What Makes Them Any Different?

     "White Bear" was a very peculiar episode from the series "Black Mirrors." They're all pretty weird, but this one took the cake. The episode starts with a woman waking up in the middle of a house who appears to have no memory of who she is or why she's there. She immediately begins to notice that she's being filmed by random people but no one responds to her. At the end of the episode, it's revealed that it was all part of some sort of punishment to make her pay for the death of a little girl that she'd kidnapped. Though she took no physical part in it, they considered her guilty because she never stepped in to save the child but taped it all.

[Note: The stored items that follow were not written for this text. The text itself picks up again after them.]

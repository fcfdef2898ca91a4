//! Monte Carlo graph search over abstract game rules.
//!
//! This crate provides a generic search engine that can be used with any game
//! implementing the `mcgraph_core::GameRule` trait.
//!
//! # Features
//!
//! - **Generic**: Works with any `GameRule`, for any number of players
//! - **UCB1 Selection**: Unvisited children first, then win rate plus a
//!   log-based confidence term
//! - **Transpositions**: Nodes are keyed by canonical state, so different move
//!   orders can share one statistics record
//! - **Playout Abstraction**: Random playouts by default, pluggable for tests
//!   and heuristics
//! - **Iterative**: Neither selection nor playout recurses, so deep games do
//!   not exhaust the stack
//!
//! # Example
//!
//! ```
//! use mcgraph_mcts::{games::{Nim, NimState}, Mcts, MctsConfig, RandomPlayout};
//! use rand::SeedableRng;
//! use rand_chacha::ChaCha8Rng;
//!
//! let game = Nim::two_player();
//! let state = NimState::new(vec![1, 2]);
//!
//! let config = MctsConfig::with_iterations(500);
//! let playout = RandomPlayout::new(ChaCha8Rng::seed_from_u64(42));
//! let mut mcts = Mcts::new(game, state, config, playout).expect("two players");
//!
//! let result = mcts.run().expect("non-terminal root");
//! assert_eq!(result.best_state, NimState::new(vec![1, 1]));
//! ```

pub mod config;
pub mod games;
mod node;
pub mod playout;
pub mod search;
mod tree;

pub use config::{MctsConfig, Transpositions};
pub use node::{Node, NodeId, NodeStats};
pub use playout::{Playout, RandomPlayout};
pub use search::{ChildStats, Mcts, SearchResult};
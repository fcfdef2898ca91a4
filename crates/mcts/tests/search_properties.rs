//! Property-based tests for the search engine.
//!
//! These tests verify the invariants the engine promises:
//! - Win counts of every node sum to its visit count, after every iteration
//! - The recommendation is always a child of the root
//! - Same seed, same search
//! - Registered transpositions never leave two nodes with one key

use mcgraph_core::GameRule;
use mcgraph_mcts::{
    games::{Nim, NimState},
    Mcts, MctsConfig, RandomPlayout, Transpositions,
};
use proptest::prelude::*;
use rand::SeedableRng;
use rand_chacha::ChaCha8Rng;
use std::collections::HashSet;

// =============================================================================
// Strategies for generating test inputs
// =============================================================================

/// Generate a random seed for playouts
fn arb_seed() -> impl Strategy<Value = u64> {
    any::<u64>()
}

/// Generate a small iteration budget (fast tests)
fn arb_iterations() -> impl Strategy<Value = usize> {
    1usize..150
}

/// Generate a player count
fn arb_players() -> impl Strategy<Value = usize> {
    1usize..5
}

/// Generate a small Nim position with at least one object left
fn arb_position() -> impl Strategy<Value = NimState> {
    prop::collection::vec(0u32..5, 1..4)
        .prop_filter("position must not be an end state", |heaps| {
            heaps.iter().any(|&h| h > 0)
        })
        .prop_map(NimState::new)
}

/// Generate a transposition mode
fn arb_transpositions() -> impl Strategy<Value = Transpositions> {
    prop_oneof![Just(Transpositions::Lookup), Just(Transpositions::Register)]
}

fn create_mcts(
    players: usize,
    state: NimState,
    transpositions: Transpositions,
    iterations: usize,
    seed: u64,
) -> Mcts<Nim, RandomPlayout<ChaCha8Rng>> {
    let config = MctsConfig {
        num_iterations: iterations,
        transpositions,
    };
    let playout = RandomPlayout::new(ChaCha8Rng::seed_from_u64(seed));
    Mcts::new(Nim::new(players), state, config, playout).unwrap()
}

// =============================================================================
// Statistics invariant
// =============================================================================

proptest! {
    /// sum(win_count) == visit_count for every node after every iteration
    #[test]
    fn prop_win_counts_sum_to_visits(
        seed in arb_seed(),
        iterations in arb_iterations(),
        players in arb_players(),
        state in arb_position(),
        transpositions in arb_transpositions(),
    ) {
        let mut mcts = create_mcts(players, state, transpositions, iterations, seed);
        mcts.search(0).unwrap();

        for iteration in 0..iterations {
            mcts.simulate().unwrap();

            for (id, node) in mcts.nodes() {
                let wins: u32 = node.stats.win_count.iter().sum();
                prop_assert_eq!(
                    wins,
                    node.stats.visit_count,
                    "node {} after iteration {}",
                    id.index(),
                    iteration
                );
                prop_assert_eq!(node.stats.win_count.len(), players);
            }
        }

        // Every iteration passes through the root exactly once
        let root = mcts.node(mcts.root_id());
        prop_assert_eq!(root.stats.visit_count as usize, iterations);
    }

    /// The recommended state is one of the root's children
    #[test]
    fn prop_best_state_is_root_child(
        seed in arb_seed(),
        iterations in arb_iterations(),
        players in arb_players(),
        state in arb_position(),
        transpositions in arb_transpositions(),
    ) {
        let mut mcts = create_mcts(players, state.clone(), transpositions, iterations, seed);
        let result = mcts.run().unwrap();

        let children = Nim::new(players).children(&state);
        prop_assert!(children.contains(&result.best_state));
        prop_assert_eq!(result.children.len(), children.len());
    }
}

// =============================================================================
// Determinism
// =============================================================================

proptest! {
    /// Same seed should produce identical statistics
    #[test]
    fn prop_deterministic(
        seed in arb_seed(),
        iterations in arb_iterations(),
        players in arb_players(),
        state in arb_position(),
        transpositions in arb_transpositions(),
    ) {
        let run = || {
            let mut mcts = create_mcts(players, state.clone(), transpositions, iterations, seed);
            mcts.run().unwrap()
        };

        let result1 = run();
        let result2 = run();

        prop_assert_eq!(result1.best_state, result2.best_state);
        prop_assert_eq!(result1.children, result2.children);
    }
}

// =============================================================================
// Transpositions
// =============================================================================

proptest! {
    /// With registration on, no two nodes share a canonical key
    #[test]
    fn prop_registered_keys_are_unique(
        seed in arb_seed(),
        iterations in arb_iterations(),
        state in arb_position(),
    ) {
        let mut mcts = create_mcts(2, state, Transpositions::Register, iterations, seed);
        mcts.run().unwrap();

        let mut seen = HashSet::new();
        for (id, node) in mcts.nodes() {
            let key = mcts.rule().key(&node.state);
            prop_assert!(seen.insert(key), "duplicate key at node {}", id.index());
            prop_assert_eq!(mcts.node_id(&node.state), Some(id));
        }
    }
}

/// Two move orders reaching the same heaps accumulate into one record.
#[test]
fn test_move_orders_share_one_node() {
    // [1, 1, 2] -> [0, 1, 2] and [1, 0, 2] both canonicalize to [1, 2]
    let mut mcts = create_mcts(2, NimState::new(vec![1, 1, 2]), Transpositions::Register, 200, 7);
    mcts.run().unwrap();

    let root = mcts.node(mcts.root_id());
    assert_eq!(root.children[0], root.children[1]);

    let shared = mcts.get_node(&NimState::new(vec![2, 1])).unwrap();
    let through_first = mcts.node(root.children[0]).stats.visit_count;
    assert_eq!(shared.stats.visit_count, through_first);
    assert!(shared.stats.visit_count > 0);
}

/// Without registration the same move orders keep separate records.
#[test]
fn test_lookup_mode_splits_transpositions() {
    let mut mcts = create_mcts(2, NimState::new(vec![1, 1, 2]), Transpositions::Lookup, 200, 7);
    mcts.run().unwrap();

    let root = mcts.node(mcts.root_id());
    assert_ne!(root.children[0], root.children[1]);
    assert!(mcts.get_node(&NimState::new(vec![2, 1])).is_none());
    // Only the root is registered
    assert!(mcts.get_node(&NimState::new(vec![2, 1, 1])).is_some());
}
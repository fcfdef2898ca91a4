use rand::Rng;
use std::fmt::Debug;
use std::hash::Hash;

/// Rules of a turn-based game, as seen by the search engine.
///
/// The engine never inspects states directly. Everything it knows about a
/// game comes through this trait: who moves next, which states follow a
/// state, when play stops, and which states are the same position.
///
/// Players are identified by indices in `[0, num_players())`. The engine
/// always counts players relative to a node: index 0 is the player who
/// moved into that node, and each ply advances the index with
/// [`next_player`](GameRule::next_player).
pub trait GameRule {
    /// A game position.
    type State: Clone;

    /// Canonical identity of a position. States with equal keys share one
    /// search node.
    type Key: Clone + Eq + Hash + Debug;

    /// Number of player slots tracked per node. Must be at least 1.
    fn num_players(&self) -> usize;

    /// Canonical key of a state.
    fn key(&self, state: &Self::State) -> Self::Key;

    /// Player who moves after `player`.
    fn next_player(&self, player: usize) -> usize {
        (player + 1) % self.num_players()
    }

    /// Player who moved before `player`. Inverse of `next_player`.
    fn prev_player(&self, player: usize) -> usize {
        let n = self.num_players();
        (player + n - 1) % n
    }

    /// Returns true iff no move is defined from `state`.
    fn is_end(&self, state: &Self::State) -> bool;

    /// All states reachable in one move, in a stable order.
    ///
    /// Empty only for end states.
    fn children(&self, state: &Self::State) -> Vec<Self::State>;

    /// One successor sampled with `rng`, or `None` at an end state.
    ///
    /// The default draws uniformly from [`children`](GameRule::children).
    fn random_child<R: Rng + ?Sized>(&self, state: &Self::State, rng: &mut R) -> Option<Self::State> {
        let mut children = self.children(state);
        if children.is_empty() {
            return None;
        }
        let idx = rng.gen_range(0..children.len());
        Some(children.swap_remove(idx))
    }
}
//! Nim implementation for search validation.
//!
//! Normal-play Nim: players take turns removing one or more objects from a
//! single heap, and whoever takes the last object wins. The game is solved
//! (for two players a position is lost for the mover iff the XOR of the heap
//! sizes is zero), which makes it a good yardstick for the engine. Any number
//! of players is supported; turns rotate in index order.

use mcgraph_core::GameRule;
use rand::Rng;
use std::fmt;

/// Nim heap sizes.
#[derive(Clone, PartialEq, Eq, Debug, Hash)]
pub struct NimState {
    heaps: Vec<u32>,
}

/// A single Nim move: remove `count` objects from heap `heap`.
#[derive(Clone, Copy, PartialEq, Eq, Debug, Hash)]
pub struct NimMove {
    pub heap: usize,
    pub count: u32,
}

impl NimState {
    /// Create a position from heap sizes.
    pub fn new(heaps: Vec<u32>) -> Self {
        Self { heaps }
    }

    /// Heap sizes in their original positions.
    pub fn heaps(&self) -> &[u32] {
        &self.heaps
    }

    /// Total number of objects left.
    pub fn remaining(&self) -> u32 {
        self.heaps.iter().sum()
    }

    /// XOR of all heap sizes. Zero means the player to move loses against
    /// perfect two-player play.
    pub fn nim_sum(&self) -> u32 {
        self.heaps.iter().fold(0, |acc, &h| acc ^ h)
    }

    /// Apply a move, or `None` if it removes nothing or more than the heap holds.
    pub fn apply(&self, mv: NimMove) -> Option<Self> {
        let size = *self.heaps.get(mv.heap)?;
        if mv.count == 0 || mv.count > size {
            return None;
        }
        let mut heaps = self.heaps.clone();
        heaps[mv.heap] -= mv.count;
        Some(Self { heaps })
    }

    /// Recover the move that turns `self` into `next`.
    pub fn move_to(&self, next: &NimState) -> Option<NimMove> {
        if self.heaps.len() != next.heaps.len() {
            return None;
        }
        let mut found = None;
        for (heap, (&before, &after)) in self.heaps.iter().zip(&next.heaps).enumerate() {
            if before == after {
                continue;
            }
            if after > before || found.is_some() {
                return None;
            }
            found = Some(NimMove {
                heap,
                count: before - after,
            });
        }
        found
    }

    /// Sorted non-empty heap sizes. Heap order and empty heaps do not matter
    /// to the game, so this is the canonical identity of a position.
    pub fn canonical(&self) -> Vec<u32> {
        let mut heaps: Vec<u32> = self.heaps.iter().copied().filter(|&h| h > 0).collect();
        heaps.sort_unstable();
        heaps
    }
}

impl fmt::Display for NimState {
    fn fmt(&self, f: &mut fmt::Formatter<'_>) -> fmt::Result {
        write!(f, "[")?;
        for (i, heap) in self.heaps.iter().enumerate() {
            if i > 0 {
                write!(f, " ")?;
            }
            write!(f, "{}", heap)?;
        }
        write!(f, "]")
    }
}

impl fmt::Display for NimMove {
    fn fmt(&self, f: &mut fmt::Formatter<'_>) -> fmt::Result {
        write!(f, "take {} from heap {}", self.count, self.heap)
    }
}

/// Nim rules for a fixed number of players.
#[derive(Clone, Debug)]
pub struct Nim {
    num_players: usize,
}

impl Nim {
    /// Nim for `num_players` players.
    pub fn new(num_players: usize) -> Self {
        Self { num_players }
    }

    /// Classic two-player Nim.
    pub fn two_player() -> Self {
        Self::new(2)
    }
}

impl Default for Nim {
    fn default() -> Self {
        Self::two_player()
    }
}

impl GameRule for Nim {
    type State = NimState;
    type Key = Vec<u32>;

    fn num_players(&self) -> usize {
        self.num_players
    }

    fn key(&self, state: &NimState) -> Vec<u32> {
        state.canonical()
    }

    fn is_end(&self, state: &NimState) -> bool {
        state.heaps.iter().all(|&h| h == 0)
    }

    fn children(&self, state: &NimState) -> Vec<NimState> {
        let mut children = Vec::with_capacity(state.remaining() as usize);
        for (heap, &size) in state.heaps.iter().enumerate() {
            for count in 1..=size {
                let mut heaps = state.heaps.clone();
                heaps[heap] -= count;
                children.push(NimState { heaps });
            }
        }
        children
    }

    // One draw per move instead of building every child.
    fn random_child<R: Rng + ?Sized>(&self, state: &NimState, rng: &mut R) -> Option<NimState> {
        let total = state.remaining();
        if total == 0 {
            return None;
        }
        let mut pick = rng.gen_range(0..total);
        for (heap, &size) in state.heaps.iter().enumerate() {
            if pick < size {
                return state.apply(NimMove {
                    heap,
                    count: pick + 1,
                });
            }
            pick -= size;
        }
        None
    }
}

They made this woman, Victoria, a victim of their enjoyment and stripped her of her autonomous rights and memories. So, my questions is this: what makes them any different? They are even more guilty, I believe, than she is.
     Yes, Victoria did participate in the murder of an innocent child. Yes, she found a sickening kind of satisfaction in watching her fiance torture that child. For that crime, she was guilty. However, they made her innocent when they erased her memories and repeatedly manipulated her mind to fit their theme park and awful idea of justice. They were no longer punishing the same person for the same crime. They were punishing a woman that, with no memories, did nothing wrong. She couldn't even feel guilty, because she didn't know what she did. They took away the only chance that that little girl had of getting justice from the people that hurt her by erasing the memory of the only person left that could pay for it. They are no better than the original Victoria. In my opinion, the guilt is now theirs to take. 
     What they were doing at that park was wrong in several ways. Nothing about it portrayed justice. From the moment she woke up to the time they revealed to her who she was, that woman was terrified. I've refrained from calling her Victoria in this blog because that's not who she was. She wasn't Victoria anymore. They took that, her identity, away from her. Even the "visitors" that recorded everything including this woman's confusion and terror, were no better than the Victoria that witnessed and televised a murder. No one involved in the operation of that park is any different. They are all guilty, not the woman who was now inhabiting the body of Victoria. 

1 comment:

Unknown said...

I think erasing the memory of Victoria was actually part of the punishment. If she can't remember what she did, then the guilt she will feel when she does remember will be ten times worse.